▶ _Work instructions_
Work out how many lines in these entries include the string "next", and give only that figure.

▶ _Collected data entries_
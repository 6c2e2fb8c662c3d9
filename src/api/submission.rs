use crate::{
    api::task::{ensure_status_written, find_task, find_visible_task, require_assignee, require_creator},
    auth::auth::AuthUser,
    error::{AppError, AppResult},
    model::{
        role::Role,
        submission::{SubmissionFile, SubmissionRow, TaskSubmission, clean_links},
        task::TaskStatus,
    },
};
use actix_web::{HttpResponse, Responder, web};
use serde::Deserialize;
use sqlx::{MySqlPool, types::Json};
use tracing::{error, info, warn};
use utoipa::ToSchema;

#[derive(Debug, Default, Deserialize, ToSchema)]
pub struct SubmitWorkReq {
    #[schema(example = "Form done, validation messages still English only")]
    pub submission_note: Option<String>,
    #[serde(default)]
    #[schema(example = json!(["https://github.com/acme/portal/pull/12"]))]
    pub submission_links: Vec<String>,
    /// Metadata of files already uploaded to storage
    #[serde(default)]
    pub submission_files: Vec<SubmissionFile>,
}

#[derive(Debug, Deserialize, ToSchema)]
pub struct ReviewReq {
    #[schema(example = "Looks good, merge after rebasing")]
    pub review_notes: Option<String>,
    /// `under_review` or `completed`
    pub status: TaskStatus,
}

fn validate_files(files: &[SubmissionFile]) -> AppResult<()> {
    if let Some(bad) = files
        .iter()
        .find(|f| f.name.trim().is_empty() || f.path.trim().is_empty())
    {
        return Err(AppError::validation(format!(
            "Submitted file '{}' is missing a name or storage path",
            bad.name
        )));
    }
    Ok(())
}

async fn find_submission(
    pool: &MySqlPool,
    task_id: u64,
    intern_id: u64,
) -> Result<Option<SubmissionRow>, sqlx::Error> {
    sqlx::query_as::<_, SubmissionRow>(
        r#"
        SELECT id, task_id, intern_id, submission_note, submission_links,
               submission_files, created_at, updated_at
        FROM task_submissions
        WHERE task_id = ? AND intern_id = ?
        "#,
    )
    .bind(task_id)
    .bind(intern_id)
    .fetch_optional(pool)
    .await
}

/// Submit or resubmit work; the task moves to `submitted`
#[utoipa::path(
    post,
    path = "/api/tasks/{id}/submission",
    params(("id" = u64, Path, description = "Task id")),
    request_body = SubmitWorkReq,
    responses(
        (status = 200, description = "Submission stored", body = TaskSubmission),
        (status = 400, description = "Task no longer accepts submissions", body = crate::models::MessageResponse),
        (status = 403, description = "Task is not assigned to you"),
        (status = 404, description = "Task not found"),
        (status = 409, description = "Status changed concurrently", body = crate::models::MessageResponse)
    ),
    security(("bearer_auth" = [])),
    tag = "Submissions"
)]
pub async fn submit_work(
    auth: AuthUser,
    path: web::Path<u64>,
    payload: web::Json<SubmitWorkReq>,
    pool: web::Data<MySqlPool>,
) -> AppResult<impl Responder> {
    auth.require_intern()?;
    validate_files(&payload.submission_files)?;

    let task_id = path.into_inner();
    let task = find_task(pool.get_ref(), task_id).await?;
    require_assignee(&task, &auth)?;

    let status = task
        .status()
        .ok_or_else(|| AppError::Internal(format!("Task {} has unknown status", task_id)))?;
    if !status.accepts_submission() {
        return Err(AppError::validation(format!(
            "Task is {} and no longer accepts submissions",
            status
        )));
    }

    let note = payload
        .submission_note
        .as_deref()
        .map(str::trim)
        .filter(|n| !n.is_empty());
    let links = clean_links(&payload.submission_links).map(Json);
    let files = if payload.submission_files.is_empty() {
        None
    } else {
        Some(Json(payload.submission_files.clone()))
    };

    let mut tx = pool.begin().await?;

    sqlx::query(
        r#"
        INSERT INTO task_submissions
            (task_id, intern_id, submission_note, submission_links, submission_files)
        VALUES (?, ?, ?, ?, ?)
        ON DUPLICATE KEY UPDATE
            submission_note = VALUES(submission_note),
            submission_links = VALUES(submission_links),
            submission_files = VALUES(submission_files)
        "#,
    )
    .bind(task_id)
    .bind(auth.user_id)
    .bind(note)
    .bind(links)
    .bind(files)
    .execute(&mut *tx)
    .await
    .map_err(|e| {
        error!(error = %e, task_id, intern_id = auth.user_id, "Failed to store submission");
        e
    })?;

    // a leader may have moved the task to review since it was read
    let marked = sqlx::query("UPDATE tasks SET status = ? WHERE id = ? AND status = ?")
        .bind(TaskStatus::Submitted.as_ref())
        .bind(task_id)
        .bind(status.as_ref())
        .execute(&mut *tx)
        .await?;

    // dropping tx on error rolls the submission back
    ensure_status_written(marked.rows_affected())?;

    tx.commit().await?;

    let submission = find_submission(pool.get_ref(), task_id, auth.user_id)
        .await?
        .ok_or_else(|| AppError::Internal("Submission missing after upsert".into()))?;

    info!(task_id, intern_id = auth.user_id, "Work submitted");
    Ok(HttpResponse::Ok().json(TaskSubmission::from(submission)))
}

/// The assignee's submission for a task
#[utoipa::path(
    get,
    path = "/api/tasks/{id}/submission",
    params(("id" = u64, Path, description = "Task id")),
    responses(
        (status = 200, description = "Submission", body = TaskSubmission),
        (status = 403, description = "Not your task"),
        (status = 404, description = "Nothing submitted yet")
    ),
    security(("bearer_auth" = [])),
    tag = "Submissions"
)]
pub async fn get_submission(
    auth: AuthUser,
    path: web::Path<u64>,
    pool: web::Data<MySqlPool>,
) -> AppResult<impl Responder> {
    let task_id = path.into_inner();
    let task = find_visible_task(pool.get_ref(), task_id, &auth).await?;

    let row = match find_submission(pool.get_ref(), task_id, task.assigned_to).await {
        Ok(Some(row)) => row,
        Ok(None) => return Err(AppError::not_found("No submission for this task")),
        Err(e) => {
            warn!(error = %e, task_id, "Error loading submission");
            return Err(AppError::not_found("No submission for this task"));
        }
    };

    Ok(HttpResponse::Ok().json(TaskSubmission::from(row)))
}

/// Record review notes and move the task to `under_review` or `completed`
#[utoipa::path(
    put,
    path = "/api/tasks/{id}/review",
    params(("id" = u64, Path, description = "Task id")),
    request_body = ReviewReq,
    responses(
        (status = 200, description = "Reviewed task", body = crate::model::task::Task),
        (status = 400, description = "Task is not awaiting review", body = crate::models::MessageResponse),
        (status = 403, description = "Only the creator can review"),
        (status = 404, description = "Task not found"),
        (status = 409, description = "Status changed concurrently", body = crate::models::MessageResponse)
    ),
    security(("bearer_auth" = [])),
    tag = "Submissions"
)]
pub async fn review_task(
    auth: AuthUser,
    path: web::Path<u64>,
    payload: web::Json<ReviewReq>,
    pool: web::Data<MySqlPool>,
) -> AppResult<impl Responder> {
    auth.require_leader()?;

    let next = payload.status;
    if !matches!(next, TaskStatus::UnderReview | TaskStatus::Completed) {
        return Err(AppError::validation(
            "Review can only move a task to under_review or completed",
        ));
    }

    let task_id = path.into_inner();
    let task = find_task(pool.get_ref(), task_id).await?;
    require_creator(&task, &auth)?;

    let current = task
        .status()
        .ok_or_else(|| AppError::Internal(format!("Task {} has unknown status", task_id)))?;
    if !current.can_transition(next, Role::Leader) {
        return Err(AppError::validation(format!(
            "Cannot move task from {} to {}",
            current, next
        )));
    }

    let notes = payload
        .review_notes
        .as_deref()
        .map(str::trim)
        .filter(|n| !n.is_empty());

    let result = sqlx::query(
        "UPDATE tasks SET status = ?, review_notes = ? WHERE id = ? AND status = ?",
    )
    .bind(next.as_ref())
    .bind(notes)
    .bind(task_id)
    .bind(current.as_ref())
    .execute(pool.get_ref())
    .await?;

    ensure_status_written(result.rows_affected())?;

    info!(task_id, to = %next, "Task reviewed");

    let task = find_task(pool.get_ref(), task_id).await?;
    Ok(HttpResponse::Ok().json(task.into_task()))
}

#[cfg(test)]
mod tests {
    use super::*;
    use crate::test_support::{app_config, bearer_for, lazy_pool};
    use actix_web::{App, http::StatusCode, test as atest};
    use serde_json::json;

    fn file(name: &str, path: &str) -> SubmissionFile {
        SubmissionFile {
            name: name.into(),
            path: path.into(),
            size: 10,
            content_type: "text/plain".into(),
        }
    }

    #[test]
    fn files_need_name_and_path() {
        assert!(validate_files(&[]).is_ok());
        assert!(validate_files(&[file("notes.txt", "3/7/notes.txt")]).is_ok());
        assert!(validate_files(&[file("", "3/7/x")]).is_err());
        assert!(validate_files(&[file("x.txt", " ")]).is_err());
    }

    #[test]
    fn submission_body_defaults_to_empty_lists() {
        let req: SubmitWorkReq = serde_json::from_value(json!({"submission_note": "done"})).unwrap();
        assert!(req.submission_links.is_empty());
        assert!(req.submission_files.is_empty());
    }

    #[actix_web::test]
    async fn review_rejects_non_review_targets() {
        let config = app_config();
        let app = atest::init_service(
            App::new()
                .app_data(web::Data::new(lazy_pool()))
                .app_data(web::Data::new(config.clone()))
                .route("/tasks/{id}/review", web::put().to(review_task)),
        )
        .await;

        let req = atest::TestRequest::put()
            .uri("/tasks/7/review")
            .insert_header(("Authorization", bearer_for(1, Role::Leader, &config)))
            .set_json(json!({"status": "in_progress", "review_notes": "redo"}))
            .to_request();

        let resp = atest::call_service(&app, req).await;
        assert_eq!(resp.status(), StatusCode::BAD_REQUEST);
    }

    #[actix_web::test]
    async fn leaders_cannot_submit_work() {
        let config = app_config();
        let app = atest::init_service(
            App::new()
                .app_data(web::Data::new(lazy_pool()))
                .app_data(web::Data::new(config.clone()))
                .route("/tasks/{id}/submission", web::post().to(submit_work)),
        )
        .await;

        let req = atest::TestRequest::post()
            .uri("/tasks/7/submission")
            .insert_header(("Authorization", bearer_for(1, Role::Leader, &config)))
            .set_json(json!({"submission_note": "done"}))
            .to_request();

        let resp = atest::call_service(&app, req).await;
        assert_eq!(resp.status(), StatusCode::FORBIDDEN);
    }
}
use std::collections::HashMap;

use crate::{
    auth::auth::AuthUser,
    config::Config,
    error::{AppError, AppResult},
    model::{
        attendance::{AttendanceRecord, AttendanceRow},
        user::{Profile, ProfileRow},
    },
    rules::attendance_status::{AttendanceSummary, ShiftPolicy},
    utils::date_range::DateRange,
};
use actix_web::{HttpResponse, Responder, web};
use chrono::NaiveDate;
use serde::{Deserialize, Serialize};
use sqlx::MySqlPool;
use tracing::debug;
use utoipa::{IntoParams, ToSchema};

const PROFILE_COLUMNS: &str = "id, full_name, email, role_id, is_active, last_login_at, created_at";

#[derive(Debug, Deserialize, IntoParams)]
pub struct RosterQuery {
    /// defaults to the first day of the current month
    #[param(value_type = Option<String>, example = "2025-03-01")]
    pub from: Option<NaiveDate>,
    /// defaults to the last day of the current month
    #[param(value_type = Option<String>, example = "2025-03-31")]
    pub to: Option<NaiveDate>,
}

#[derive(Serialize, ToSchema)]
pub struct InternAttendance {
    pub intern: Profile,
    pub attendance: Vec<AttendanceRecord>,
    pub summary: AttendanceSummary,
}

fn roster_range(query: &RosterQuery, today: NaiveDate) -> AppResult<DateRange> {
    let month = DateRange::month_of(today);
    DateRange::new(
        query.from.unwrap_or(month.first),
        query.to.unwrap_or(month.last),
    )
}

fn build_roster(
    interns: Vec<Profile>,
    rows: Vec<AttendanceRow>,
    policy: &ShiftPolicy,
) -> Vec<InternAttendance> {
    let mut by_intern: HashMap<u64, Vec<AttendanceRecord>> = HashMap::new();
    for row in rows {
        by_intern
            .entry(row.intern_id)
            .or_default()
            .push(row.classify(policy));
    }

    interns
        .into_iter()
        .map(|intern| {
            let attendance = by_intern.remove(&intern.id).unwrap_or_default();
            let summary = AttendanceSummary::from_statuses(attendance.iter().map(|r| r.status));
            InternAttendance {
                intern,
                attendance,
                summary,
            }
        })
        .collect()
}

/// Profile of the calling user
#[utoipa::path(
    get,
    path = "/api/me",
    responses(
        (status = 200, description = "Current profile", body = Profile),
        (status = 401, description = "Unauthorized"),
        (status = 404, description = "Account no longer exists")
    ),
    security(("bearer_auth" = [])),
    tag = "Interns"
)]
pub async fn me(auth: AuthUser, pool: web::Data<MySqlPool>) -> AppResult<impl Responder> {
    let sql = format!("SELECT {PROFILE_COLUMNS} FROM users WHERE id = ?");
    let profile = sqlx::query_as::<_, ProfileRow>(&sql)
        .bind(auth.user_id)
        .fetch_optional(pool.get_ref())
        .await?
        .and_then(ProfileRow::into_profile)
        .ok_or_else(|| AppError::not_found("Account not found"))?;

    Ok(HttpResponse::Ok().json(profile))
}

/// Every intern with their attendance in a date range
#[utoipa::path(
    get,
    path = "/api/interns",
    params(RosterQuery),
    responses(
        (status = 200, description = "Intern roster", body = Vec<InternAttendance>),
        (status = 400, description = "'from' after 'to'"),
        (status = 403, description = "Leaders only")
    ),
    security(("bearer_auth" = [])),
    tag = "Interns"
)]
pub async fn list_interns(
    auth: AuthUser,
    query: web::Query<RosterQuery>,
    pool: web::Data<MySqlPool>,
    config: web::Data<Config>,
) -> AppResult<impl Responder> {
    auth.require_leader()?;

    let range = roster_range(&query, config.today())?;

    let sql = format!("SELECT {PROFILE_COLUMNS} FROM users WHERE role_id = 2 ORDER BY full_name");
    let interns: Vec<Profile> = sqlx::query_as::<_, ProfileRow>(&sql)
        .fetch_all(pool.get_ref())
        .await?
        .into_iter()
        .filter_map(ProfileRow::into_profile)
        .collect();

    let rows = sqlx::query_as::<_, AttendanceRow>(
        r#"
        SELECT a.id, a.intern_id, a.attendance_date, a.check_in, a.check_out, a.total_hours
        FROM attendances a
        JOIN users u ON u.id = a.intern_id AND u.role_id = 2
        WHERE a.attendance_date BETWEEN ? AND ?
        ORDER BY a.attendance_date
        "#,
    )
    .bind(range.first)
    .bind(range.last)
    .fetch_all(pool.get_ref())
    .await?;

    debug!(interns = interns.len(), records = rows.len(), "Roster loaded");

    Ok(HttpResponse::Ok().json(build_roster(interns, rows, &config.shift)))
}

#[cfg(test)]
mod tests {
    use super::*;
    use crate::model::role::Role;
    use crate::rules::attendance_status::AttendanceStatus;
    use crate::test_support::{app_config, bearer_for, lazy_pool};
    use actix_web::{App, http::StatusCode, test as atest};

    fn d(day: u32) -> NaiveDate {
        NaiveDate::from_ymd_opt(2025, 3, day).unwrap()
    }

    fn profile(id: u64, name: &str) -> Profile {
        Profile {
            id,
            full_name: name.into(),
            email: format!("{}@company.com", name.to_lowercase()),
            role: Role::Intern,
            is_active: true,
            last_login_at: None,
            created_at: None,
        }
    }

    fn row(id: u64, intern_id: u64, day: u32, check_in: (u32, u32)) -> AttendanceRow {
        AttendanceRow {
            id,
            intern_id,
            attendance_date: d(day),
            check_in: d(day).and_hms_opt(check_in.0, check_in.1, 0),
            check_out: None,
            total_hours: None,
        }
    }

    #[test]
    fn roster_groups_records_per_intern() {
        let roster = build_roster(
            vec![profile(3, "Nadia"), profile(4, "Omar")],
            vec![row(1, 3, 10, (8, 40)), row(2, 3, 11, (9, 10)), row(3, 9, 11, (8, 0))],
            &ShiftPolicy::default(),
        );

        assert_eq!(roster.len(), 2);
        assert_eq!(roster[0].attendance.len(), 2);
        assert_eq!(roster[0].summary.count(AttendanceStatus::Late), 1);
        assert_eq!(roster[0].summary.count(AttendanceStatus::HalfDay), 1);
        assert!(roster[1].attendance.is_empty());
        assert_eq!(roster[1].summary.total, 0);
    }

    #[test]
    fn range_defaults_to_current_month() {
        let query = RosterQuery { from: None, to: None };
        let range = roster_range(&query, d(17)).unwrap();
        assert_eq!(range.first, d(1));
        assert_eq!(range.last, d(31));

        let backwards = RosterQuery {
            from: Some(d(20)),
            to: Some(d(5)),
        };
        assert!(roster_range(&backwards, d(17)).is_err());
    }

    #[actix_web::test]
    async fn interns_cannot_list_the_roster() {
        let config = app_config();
        let app = atest::init_service(
            App::new()
                .app_data(web::Data::new(lazy_pool()))
                .app_data(web::Data::new(config.clone()))
                .route("/interns", web::get().to(list_interns)),
        )
        .await;

        let req = atest::TestRequest::get()
            .uri("/interns")
            .insert_header(("Authorization", bearer_for(3, Role::Intern, &config)))
            .to_request();

        let resp = atest::call_service(&app, req).await;
        assert_eq!(resp.status(), StatusCode::FORBIDDEN);
    }
}
use actix_web::{HttpResponse, ResponseError, http::StatusCode};
use derive_more::Display;
use serde_json::json;

use crate::rules::time_accumulator::TrackingError;

pub type AppResult<T> = Result<T, AppError>;

/// MySQL reports unique-key violations with SQLSTATE 23000.
const DUPLICATE_KEY: &str = "23000";

#[derive(Debug, Display)]
pub enum AppError {
    #[display(fmt = "{}", _0)]
    Validation(String),

    #[display(fmt = "{}", _0)]
    Unauthorized(String),

    #[display(fmt = "{}", _0)]
    Forbidden(String),

    #[display(fmt = "{}", _0)]
    NotFound(String),

    #[display(fmt = "{}", _0)]
    Conflict(String),

    #[display(fmt = "Database error: {}", _0)]
    Database(sqlx::Error),

    #[display(fmt = "{}", _0)]
    Internal(String),
}

impl AppError {
    pub fn validation(message: impl Into<String>) -> Self {
        AppError::Validation(message.into())
    }

    pub fn forbidden(message: impl Into<String>) -> Self {
        AppError::Forbidden(message.into())
    }

    pub fn not_found(message: impl Into<String>) -> Self {
        AppError::NotFound(message.into())
    }

    pub fn conflict(message: impl Into<String>) -> Self {
        AppError::Conflict(message.into())
    }

    /// Maps a unique-key violation to `Conflict(message)`, anything else to
    /// `Database`.
    pub fn from_db_with_conflict(e: sqlx::Error, message: &str) -> Self {
        if is_duplicate_key(&e) {
            AppError::Conflict(message.to_string())
        } else {
            AppError::Database(e)
        }
    }
}

pub fn is_duplicate_key(e: &sqlx::Error) -> bool {
    match e {
        sqlx::Error::Database(db_err) => db_err.code().as_deref() == Some(DUPLICATE_KEY),
        _ => false,
    }
}

impl std::error::Error for AppError {}

impl From<sqlx::Error> for AppError {
    fn from(e: sqlx::Error) -> Self {
        AppError::Database(e)
    }
}

impl From<TrackingError> for AppError {
    fn from(e: TrackingError) -> Self {
        match e {
            TrackingError::AlreadyTracking => AppError::Conflict(e.to_string()),
            TrackingError::NotTracking => AppError::Validation(e.to_string()),
        }
    }
}

impl ResponseError for AppError {
    fn status_code(&self) -> StatusCode {
        match self {
            AppError::Validation(_) => StatusCode::BAD_REQUEST,
            AppError::Unauthorized(_) => StatusCode::UNAUTHORIZED,
            AppError::Forbidden(_) => StatusCode::FORBIDDEN,
            AppError::NotFound(_) => StatusCode::NOT_FOUND,
            AppError::Conflict(_) => StatusCode::CONFLICT,
            AppError::Database(_) | AppError::Internal(_) => StatusCode::INTERNAL_SERVER_ERROR,
        }
    }

    fn error_response(&self) -> HttpResponse {
        let body = match self {
            AppError::Database(e) => {
                tracing::error!(error = %e, "Database operation failed");
                json!({ "message": "Database operation failed", "details": e.to_string() })
            }
            AppError::Internal(e) => {
                tracing::error!(error = %e, "Internal error");
                json!({ "message": "Internal Server Error" })
            }
            other => json!({ "message": other.to_string() }),
        };

        HttpResponse::build(self.status_code()).json(body)
    }
}

#[cfg(test)]
mod tests {
    use super::*;
    use actix_web::body::to_bytes;

    #[test]
    fn statuses_follow_error_kind() {
        assert_eq!(AppError::validation("x").status_code(), StatusCode::BAD_REQUEST);
        assert_eq!(AppError::forbidden("x").status_code(), StatusCode::FORBIDDEN);
        assert_eq!(AppError::not_found("x").status_code(), StatusCode::NOT_FOUND);
        assert_eq!(AppError::conflict("x").status_code(), StatusCode::CONFLICT);
        assert_eq!(
            AppError::Database(sqlx::Error::RowNotFound).status_code(),
            StatusCode::INTERNAL_SERVER_ERROR
        );
    }

    #[test]
    fn tracking_errors_map_to_client_errors() {
        assert_eq!(
            AppError::from(TrackingError::AlreadyTracking).status_code(),
            StatusCode::CONFLICT
        );
        assert_eq!(
            AppError::from(TrackingError::NotTracking).status_code(),
            StatusCode::BAD_REQUEST
        );
    }

    #[test]
    fn non_database_errors_are_not_conflicts() {
        assert!(!is_duplicate_key(&sqlx::Error::RowNotFound));
        assert!(matches!(
            AppError::from_db_with_conflict(sqlx::Error::RowNotFound, "dup"),
            AppError::Database(_)
        ));
    }

    #[actix_web::test]
    async fn database_errors_surface_details() {
        let resp = AppError::Database(sqlx::Error::RowNotFound).error_response();
        let body = to_bytes(resp.into_body()).await.unwrap();
        let json: serde_json::Value = serde_json::from_slice(&body).unwrap();
        assert_eq!(json["message"], "Database operation failed");
        assert!(json["details"].as_str().unwrap().contains("no rows"));
    }

    #[actix_web::test]
    async fn validation_message_is_returned_verbatim() {
        let resp = AppError::validation("Task title is required").error_response();
        let body = to_bytes(resp.into_body()).await.unwrap();
        let json: serde_json::Value = serde_json::from_slice(&body).unwrap();
        assert_eq!(json["message"], "Task title is required");
    }
}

▶ _Output of the task_
6